Saturday, July 26, 2014

Hope Lodge – “It’s Almost Worth It!”

Amazing. Incredible. Unbelievable. Generous. Indispensable. These are some of the words that come to mind when Mark and I think about the AstraZeneca Hope Lodge in Boston. The Lodge, an initiative of the American Cancer Society, offers 40 cancer patients and their caretaker a free place to stay during their treatment in Boston’s first rate hospitals. This way, the patients – who have enough going on in their lives – do not have to worry about (expensive) accommodation and can focus on what is most important: their health and recovery. One of the requirements for staying at Hope Lodge is that you have to live more than 40 miles away from Boston. Since our floating home is located 6000 miles away, we qualified!

Based on the staggering amount of people walking the hallways and occupying the waiting rooms in Dana Farber Hospital, cancer is very prominent and heaps of patients are being treated. With only 40 rooms, Hope Lodge is very popular and almost always full. Mark and I were on the waiting list until two weeks into his radiation therapy. We were able to drive into the city daily and start his treatments on June 25th, a very time consuming and arduous task, but it was an option for us, while most guests at Hope Lodge live too far away and can only start their treatments from the moment there is room availability. One day, we received a call that there was space, and we moved in for Mark’s last two weeks. What a relief, comfort and convenience it was to have our own living quarters and to be able to walk to Dana Farber for all the appointments!

Not only did we have our own suite (with bathroom, seating area and beds), but many common areas were at the guests’ disposal: from family, TV, and game rooms, to libraries, a small movie theatre and a couple of outdoor areas. The first floor contained four full size kitchens - where every couple had a designated locker and fridge and freezer shelf - and a massive communal seating area. Activities were organized daily and consisted of yoga sessions, grocery runs, game and movie nights, musical entertainment and free meals organized by volunteers. Free van transport to Boston’s major cancer institutes ran hourly. In the vicinity a big park with greenery and a pond lured us for strolls, and a Whole Foods supermarket was a 15-minute walk away.
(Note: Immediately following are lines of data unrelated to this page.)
//! Position management handlers.

use axum::extract::rejection::JsonRejection;
use axum::extract::{Path, Query, State};
use axum::http::StatusCode;
use axum::{Extension, Json};
use chrono::{DateTime, Utc};
use rust_decimal::Decimal;
use serde::{Deserialize, Serialize};
use std::sync::Arc;
use utoipa::{IntoParams, ToSchema};
use uuid::Uuid;

use auth::UserView;
use portfolio_core::types::{
    check_amount, AssetType, Greeks, NewPosition, Position, PositionStatus, PositionUpdate,
};

use super::portfolios::{owned_portfolio, visible_portfolio, write_scope};
use crate::error::{ApiError, ApiResponse, ApiResult};
use crate::state::AppState;

/// Position response.
#[derive(Debug, Serialize, Deserialize, ToSchema)]
pub struct PositionResponse {
    /// Position identifier.
    pub id: Uuid,
    pub portfolio_id: Uuid,
    /// Upper-cased ticker.
    pub symbol: String,
    /// STOCK, OPTION, FUTURE, ETF or CRYPTO.
    pub asset_type: String,
    /// Signed quantity; negative is short.
    pub quantity: Decimal,
    /// Average entry price.
    pub entry_price: Decimal,
    /// Current market price.
    pub current_price: Decimal,
    /// Quantity times current price.
    pub market_value: Decimal,
    /// Unrealized P&L.
    pub unrealized_pnl: Decimal,
    /// Unrealized P&L percentage.
    pub unrealized_pnl_pct: Decimal,
    #[serde(skip_serializing_if = "Option::is_none")]
    pub delta: Option<Decimal>,
    #[serde(skip_serializing_if = "Option::is_none")]
    pub gamma: Option<Decimal>,
    #[serde(skip_serializing_if = "Option::is_none")]
    pub vega: Option<Decimal>,
    #[serde(skip_serializing_if = "Option::is_none")]
    pub theta: Option<Decimal>,
    /// OPEN or CLOSED.
    pub status: String,
    /// Position opened timestamp.
    pub opened_at: DateTime<Utc>,
    #[serde(skip_serializing_if = "Option::is_none")]
    pub closed_at: Option<DateTime<Utc>>,
    /// Last update timestamp.
    pub updated_at: DateTime<Utc>,
}

impl From<Position> for PositionResponse {
    fn from(p: Position) -> Self {
        Self {
            market_value: p.market_value(),
            unrealized_pnl: p.unrealized_pnl(),
            unrealized_pnl_pct: p.unrealized_pnl_pct(),
            id: p.id,
            portfolio_id: p.portfolio_id,
            symbol: p.symbol,
            asset_type: p.asset_type.as_str().to_string(),
            quantity: p.quantity,
            entry_price: p.entry_price,
            current_price: p.current_price,
            delta: p.greeks.delta,
            gamma: p.greeks.gamma,
            vega: p.greeks.vega,
            theta: p.greeks.theta,
            status: p.status.as_str().to_string(),
            opened_at: p.opened_at,
            closed_at: p.closed_at,
            updated_at: p.updated_at,
        }
    }
}

/// Query parameters for listing positions.
#[derive(Debug, Deserialize, IntoParams)]
pub struct ListPositionsQuery {
    /// Filter by status (OPEN or CLOSED). All when absent.
    #[param(value_type = Option<String>)]
    pub status: Option<PositionStatus>,
}

/// Request to add a position directly.
#[derive(Debug, Deserialize, ToSchema)]
pub struct CreatePositionRequest {
    pub symbol: String,
    /// Defaults to STOCK.
    #[serde(default)]
    #[schema(value_type = Option<String>)]
    pub asset_type: AssetType,
    /// Signed quantity; negative opens a short.
    pub quantity: Decimal,
    pub entry_price: Decimal,
    /// Defaults to the entry price.
    pub current_price: Option<Decimal>,
    pub delta: Option<Decimal>,
    pub gamma: Option<Decimal>,
    pub vega: Option<Decimal>,
    pub theta: Option<Decimal>,
}

/// Mark-to-market update.
#[derive(Debug, Deserialize, ToSchema)]
pub struct UpdatePositionRequest {
    pub current_price: Option<Decimal>,
    pub delta: Option<Decimal>,
    pub gamma: Option<Decimal>,
    pub vega: Option<Decimal>,
    pub theta: Option<Decimal>,
}

/// Request to close a position.
#[derive(Debug, Default, Deserialize, ToSchema)]
pub struct ClosePositionRequest {
    /// Exit price (None = current price).
    #[serde(default)]
    pub exit_price: Option<Decimal>,
}

/// List positions in a portfolio.
#[utoipa::path(
    get,
    path = "/api/v1/portfolios/{id}/positions",
    params(("id" = Uuid, Path, description = "Portfolio ID"), ListPositionsQuery),
    responses(
        (status = 200, description = "Positions", body = Vec<PositionResponse>),
        (status = 404, description = "Portfolio not found", body = crate::error::ErrorResponse),
    ),
    security(("bearer_auth" = [])),
    tag = "positions"
)]
pub async fn list_positions(
    State(state): State<Arc<AppState>>,
    Extension(user): Extension<UserView>,
    Path(portfolio_id): Path<Uuid>,
    Query(query): Query<ListPositionsQuery>,
) -> ApiResult<Json<ApiResponse<Vec<PositionResponse>>>> {
    let portfolio = visible_portfolio(&state, &user, portfolio_id).await?;
    let positions = state.positions.list(portfolio.id, query.status).await?;
    Ok(ApiResponse::ok(
        positions.into_iter().map(Into::into).collect(),
    ))
}

/// Add a position to a portfolio.
#[utoipa::path(
    post,
    path = "/api/v1/portfolios/{id}/positions",
    params(("id" = Uuid, Path, description = "Portfolio ID")),
    request_body = CreatePositionRequest,
    responses(
        (status = 201, description = "Position added", body = PositionResponse),
        (status = 400, description = "Invalid request", body = crate::error::ErrorResponse),
        (status = 404, description = "Portfolio not found", body = crate::error::ErrorResponse),
    ),
    security(("bearer_auth" = [])),
    tag = "positions"
)]
pub async fn create_position(
    State(state): State<Arc<AppState>>,
    Extension(user): Extension<UserView>,
    Path(portfolio_id): Path<Uuid>,
    payload: Result<Json<CreatePositionRequest>, JsonRejection>,
) -> ApiResult<(StatusCode, Json<ApiResponse<PositionResponse>>)> {
    let Json(req) = payload?;
    let portfolio = owned_portfolio(&state, &user, portfolio_id).await?;

    let input = NewPosition {
        symbol: req.symbol,
        asset_type: req.asset_type,
        quantity: req.quantity,
        entry_price: req.entry_price,
        current_price: req.current_price,
        greeks: Greeks {
            delta: req.delta,
            gamma: req.gamma,
            vega: req.vega,
            theta: req.theta,
        },
    };
    input.validate()?;

    let position = input.into_position(portfolio.id);
    state.positions.insert(&position).await?;

    tracing::info!(
        position_id = %position.id,
        portfolio_id = %portfolio.id,
        symbol = %position.symbol,
        "Position added"
    );

    Ok((StatusCode::CREATED, ApiResponse::ok(position.into())))
}

/// Update a position's price or greeks.
#[utoipa::path(
    put,
    path = "/api/v1/positions/{id}",
    params(("id" = Uuid, Path, description = "Position ID")),
    request_body = UpdatePositionRequest,
    responses(
        (status = 200, description = "Position updated", body = PositionResponse),
        (status = 400, description = "Invalid update", body = crate::error::ErrorResponse),
        (status = 404, description = "Position not found", body = crate::error::ErrorResponse),
    ),
    security(("bearer_auth" = [])),
    tag = "positions"
)]
pub async fn update_position(
    State(state): State<Arc<AppState>>,
    Extension(user): Extension<UserView>,
    Path(id): Path<Uuid>,
    payload: Result<Json<UpdatePositionRequest>, JsonRejection>,
) -> ApiResult<Json<ApiResponse<PositionResponse>>> {
    let Json(req) = payload?;
    let update = PositionUpdate {
        current_price: req.current_price,
        greeks: Greeks {
            delta: req.delta,
            gamma: req.gamma,
            vega: req.vega,
            theta: req.theta,
        },
    };
    update.validate()?;

    state
        .positions
        .get(id, write_scope(&user))
        .await?
        .ok_or_else(|| ApiError::NotFound("Position".into()))?;

    let position = state
        .positions
        .update(id, &update)
        .await?
        .ok_or_else(|| ApiError::NotFound("Position".into()))?;

    Ok(ApiResponse::ok(position.into()))
}

/// Close a position, crediting its value to the portfolio's cash.
#[utoipa::path(
    post,
    path = "/api/v1/positions/{id}/close",
    params(("id" = Uuid, Path, description = "Position ID")),
    request_body = ClosePositionRequest,
    responses(
        (status = 200, description = "Position closed", body = PositionResponse),
        (status = 400, description = "Position already closed", body = crate::error::ErrorResponse),
        (status = 404, description = "Position not found", body = crate::error::ErrorResponse),
    ),
    security(("bearer_auth" = [])),
    tag = "positions"
)]
pub async fn close_position(
    State(state): State<Arc<AppState>>,
    Extension(user): Extension<UserView>,
    Path(id): Path<Uuid>,
    payload: Option<Json<ClosePositionRequest>>,
) -> ApiResult<Json<ApiResponse<PositionResponse>>> {
    let req = payload.map(|Json(req)| req).unwrap_or_default();
    if let Some(price) = req.exit_price {
        if price <= Decimal::ZERO {
            return Err(ApiError::Validation("Exit price must be positive".into()));
        }
        check_amount("Exit price", price).map_err(ApiError::Validation)?;
    }

    let existing = state
        .positions
        .get(id, write_scope(&user))
        .await?
        .ok_or_else(|| ApiError::NotFound("Position".into()))?;
    if !existing.is_open() {
        return Err(ApiError::BadRequest("Position is already closed".into()));
    }

    let position = state
        .positions
        .close(id, req.exit_price)
        .await?
        .ok_or_else(|| ApiError::BadRequest("Position is already closed".into()))?;

    Ok(ApiResponse::ok(position.into()))
}

#[cfg(test)]
mod tests {
    use super::*;
    use rust_decimal_macros::dec;

    #[test]
    fn test_position_response_derives_values() {
        let mut position = NewPosition::stock("msft", dec!(10), dec!(300)).into_position(Uuid::new_v4());
        position.current_price = dec!(330);

        let response = PositionResponse::from(position);
        assert_eq!(response.symbol, "MSFT");
        assert_eq!(response.asset_type, "STOCK");
        assert_eq!(response.market_value, dec!(3300));
        assert_eq!(response.unrealized_pnl, dec!(300));
        assert_eq!(response.status, "OPEN");
    }

    #[test]
    fn test_create_request_defaults_to_stock() {
        let req: CreatePositionRequest =
            serde_json::from_str(r#"{"symbol":"AAPL","quantity":"5","entry_price":"190.5"}"#)
                .unwrap();
        assert_eq!(req.asset_type, AssetType::Stock);
        assert!(req.current_price.is_none());

        let bad = serde_json::from_str::<CreatePositionRequest>(
            r#"{"symbol":"AAPL","asset_type":"BOND","quantity":"5","entry_price":"1"}"#,
        );
        assert!(bad.is_err());
    }
}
Being at Hope Lodge meant that Mark’s treatments only took a 1.5 hour chunk out of every day, leaving more time to work, socialize and exercise. One afternoon, we said “hi” to the dogs at the Humane Society, a short walk away, one Sunday we explored Boston, and another afternoon our “old” cruising friends Cindy and Gray (who we sailed with in the Bahamas more than six years ago) came over for a visit. One evening I gave a presentation about our boat life and scenes from the Pacific. Everyone at the Lodge was courteous, friendly, helpful and caring and we met some great people. With everything going on the last months, our time at Hope Lodge was somewhat of a silver lining and we are very happy and appreciative we managed to stay there. As Mark and I joked with some people there: “It is almost worth getting cancer to be able to experience Hope Lodge!” Whenever we have money, we know where to donate…

Harvard University in Cambridge, Boston

Olmsted Park near Hope Lodge

Practicing with my new camera

Boston city center

Quincy Market in Boston

Feneuil Hall in Boston

Paule Revere house

Charles W. Morgan whaling ship in Charlestown, Boston

Hanging out with Mary at Hope Lodge

Communal living room (where I worked)

Schedule of activities, Hope Lodge

Garden at Hope Lodge

Mark and Liesbet with Shelley and Sharom; a great couple!

On the way from the hospital to Hope Lodge

Cindy and Gray coming for a visit at Hope Lodge and staying for a dinner made by volunteers


Lisa Dorenfest said...

Thank goodness for Hope House. And if you are going to be stranded in a city for cancer treatment, Boston is a great place. Its one of my top cities. Your pictures make me look forward to returning for a visit

sailinglunasea said...

This sounds like a fantastic place! Perfect for fighters and their caregivers. Thanks so much for following us on Twitter - and thus leading me to your blog. :)

Tricia said...

That sounds like such an amazing place. I've been following your story & know that I am sending positive thoughts your way & hope that you can return to Irie soon!

Liesbet said...

Thank you all, for thinking about us and for giving us some comfort and support through these challenging times! It is highly appreciated.